The film covers the time from the call to service to leaving friends and family behind to the arduous work on the farms, which proved to be the best summers of their lives. Twenty Farmerettes, who are now in their 90s, were interviewed and shared photos and stories with Field and Bonnie Sitter, historical producer and co-author of the book Onion Skins and Peach Fuzz, Memories of Ontario Farmerettes, written with Shirleyan English.

The Q-and-A that followed the film featured Field, Sitter and executive producer Filipe Giaj-Levra exploring the making of the film. Field is a newer filmmaker who went back to school to study filmmaking.

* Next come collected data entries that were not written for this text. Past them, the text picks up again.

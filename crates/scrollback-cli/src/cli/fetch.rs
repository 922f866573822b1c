//! Retrieval CLI commands: fetch and probe.

use anyhow::{Context, Result};
use comfy_table::{Cell, Color, ContentArrangement, Table, presets};
use console::style;
use indicatif::{ProgressBar, ProgressStyle};

use scrollback_core::surface::rendering::RenderingSurface;
use scrollback_types::chat::ChatHandle;
use scrollback_types::message::ChatMessage;
use scrollback_types::scroll::{ConvergenceOutcome, ConvergenceReport};
use scrollback_types::search::SearchOptions;

use crate::state::AppState;

const BODY_PREVIEW: usize = 60;

fn spinner(message: String, quiet: bool) -> ProgressBar {
    if quiet {
        return ProgressBar::hidden();
    }
    let spinner = ProgressBar::new_spinner();
    if let Ok(template) = ProgressStyle::default_spinner().template("{spinner:.cyan} {msg}") {
        spinner.set_style(template);
    }
    spinner.set_message(message);
    spinner.enable_steady_tick(std::time::Duration::from_millis(80));
    spinner
}

fn parse_chat(raw: &str) -> Result<ChatHandle> {
    raw.parse::<ChatHandle>()
        .with_context(|| format!("invalid chat handle '{raw}'"))
}

/// Scroll the chat to its origin and print its messages.
///
/// # Examples
///
/// ```bash
/// scrollback fetch 12345@c.us
/// scrollback fetch 12345@c.us --from-me true --json
/// ```
pub async fn fetch_messages(
    state: &AppState,
    chat: &str,
    from_me: Option<bool>,
    limit: Option<usize>,
    json: bool,
    quiet: bool,
) -> Result<()> {
    let chat = parse_chat(chat)?;
    let mut options = SearchOptions {
        from_me,
        ..SearchOptions::default()
    };
    if let Some(limit) = limit {
        options = options.with_limit(limit);
    }

    let spinner = spinner(format!("Loading history of {chat}..."), quiet || json);
    let retrieval = state
        .retriever
        .retrieve(&chat, &options)
        .await
        .with_context(|| format!("failed to retrieve messages for '{chat}'"))?;
    spinner.finish_and_clear();

    if json {
        println!("{}", serde_json::to_string_pretty(&retrieval)?);
        return Ok(());
    }

    if quiet {
        return Ok(());
    }

    println!();
    print_convergence(&chat, &retrieval.convergence, retrieval.from_cache);

    if retrieval.messages.is_empty() {
        let reason = if retrieval.stats.store_available {
            "no messages matched"
        } else {
            "the surface exposes no message store for this chat"
        };
        println!();
        println!("  {} No messages: {reason}.", style("i").blue().bold());
        println!();
        return Ok(());
    }

    println!();
    println!("{}", message_table(&retrieval.messages));
    println!();
    println!(
        "  {} message{} ({} filtered, {} dropped)",
        style(retrieval.messages.len()).bold(),
        if retrieval.messages.len() == 1 { "" } else { "s" },
        retrieval.stats.filtered_out,
        retrieval.stats.dropped,
    );
    println!();

    Ok(())
}

/// Run only the convergence scroller for a chat.
pub async fn probe(state: &AppState, chat: &str, json: bool, quiet: bool) -> Result<()> {
    let chat = parse_chat(chat)?;

    let spinner = spinner(format!("Scrolling {chat} to its origin..."), quiet || json);
    let (report, from_cache) = state
        .retriever
        .converge(&chat)
        .await
        .with_context(|| format!("failed to scroll '{chat}'"))?;
    spinner.finish_and_clear();

    if json {
        let body = serde_json::json!({
            "chat": chat,
            "surface": state.surface().name(),
            "from_cache": from_cache,
            "report": report,
        });
        println!("{}", serde_json::to_string_pretty(&body)?);
        return Ok(());
    }

    if !quiet {
        println!();
        print_convergence(&chat, &report, from_cache);
        println!();
    }
    Ok(())
}

fn print_convergence(chat: &ChatHandle, report: &ConvergenceReport, from_cache: bool) {
    let outcome = match report.outcome {
        ConvergenceOutcome::Stable => style(report.outcome.to_string()).green(),
        ConvergenceOutcome::ContainerNotFound => style(report.outcome.to_string()).yellow(),
        ConvergenceOutcome::AttemptsExhausted => style(report.outcome.to_string()).red(),
    };

    println!(
        "  {} {} after {} attempt{} (extent {}){}",
        style(chat.as_str()).cyan().bold(),
        outcome,
        report.attempts,
        if report.attempts == 1 { "" } else { "s" },
        report.last_extent,
        if from_cache {
            style(" [cached]").dim().to_string()
        } else {
            String::new()
        },
    );
    if let Some(strategy) = &report.strategy {
        println!("  {} {}", style("container:").dim(), strategy);
    }
}

fn message_table(messages: &[ChatMessage]) -> Table {
    let mut table = Table::new();
    table.load_preset(presets::UTF8_FULL_CONDENSED);
    table.set_content_arrangement(ContentArrangement::Dynamic);

    table.set_header(vec![
        Cell::new("Time").fg(Color::White),
        Cell::new("From").fg(Color::White),
        Cell::new("Type").fg(Color::White),
        Cell::new("Body").fg(Color::White),
    ]);

    for message in messages {
        let sender = if message.from_me {
            Cell::new("me").fg(Color::Green)
        } else {
            let from = message.author.as_deref().unwrap_or(&message.from);
            Cell::new(from).fg(Color::Cyan)
        };

        table.add_row(vec![
            Cell::new(message.timestamp.format("%Y-%m-%d %H:%M").to_string()).fg(Color::DarkGrey),
            sender,
            Cell::new(message.kind.to_string()).fg(Color::White),
            Cell::new(preview(&message.body)),
        ]);
    }

    table
}

fn preview(body: &str) -> String {
    let line = body.lines().next().unwrap_or_default();
    if line.chars().count() > BODY_PREVIEW {
        let cut: String = line.chars().take(BODY_PREVIEW - 3).collect();
        format!("{cut}...")
    } else {
        line.to_string()
    }
}

#[cfg(test)]
mod tests {
    use super::*;

    #[test]
    fn preview_truncates_on_char_boundary() {
        let body = "é".repeat(100);
        let shown = preview(&body);
        assert_eq!(shown.chars().count(), BODY_PREVIEW);
        assert!(shown.ends_with("..."));
    }

    #[test]
    fn preview_keeps_first_line_only() {
        assert_eq!(preview("hello\nworld"), "hello");
        assert_eq!(preview(""), "");
    }
}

He met Sitter at the Goderich fair and within no time, they were into all things Farmerette.

“I was invited to Goderich festival, where, by chance, I met Bonnie, and it takes about thirty seconds after you meet Bonnie to start speaking about the Farmerettes, and so we started talking,” said Field. “Fast forward to the pandemic, and I had finished my (film) program... Bonnie showed me the book, and that’s how it all started. I thought, ‘Why hasn’t this been made into a film?’”

They wanted to capture the story of how the Farmerettes helped win the Second World War by volunteering to aid farmers with food production. Inspired by the research Sitter had done and the desire to bring the forgotten Canadian story to life, the two came together to fundraise and produce the film.

“It has been a privilege to travel through the province and hear the stories of these surviving Farmerettes,” Field said. “If it wasn’t for these girls, the soldiers wouldn’t have had food to eat and the economy would have ground to a halt.”

As a grassroots film, it has been travelling throughout southwestern Ontario and has had about 30 screenings to date, with about 40 more planned this fall. Saturday’s screening was generously sponsored by Mayor Martin Ritsma and family, Armor Pro Audio Visual, Stratford Film Festival, Stratford Perth Museum and Central Sanitation.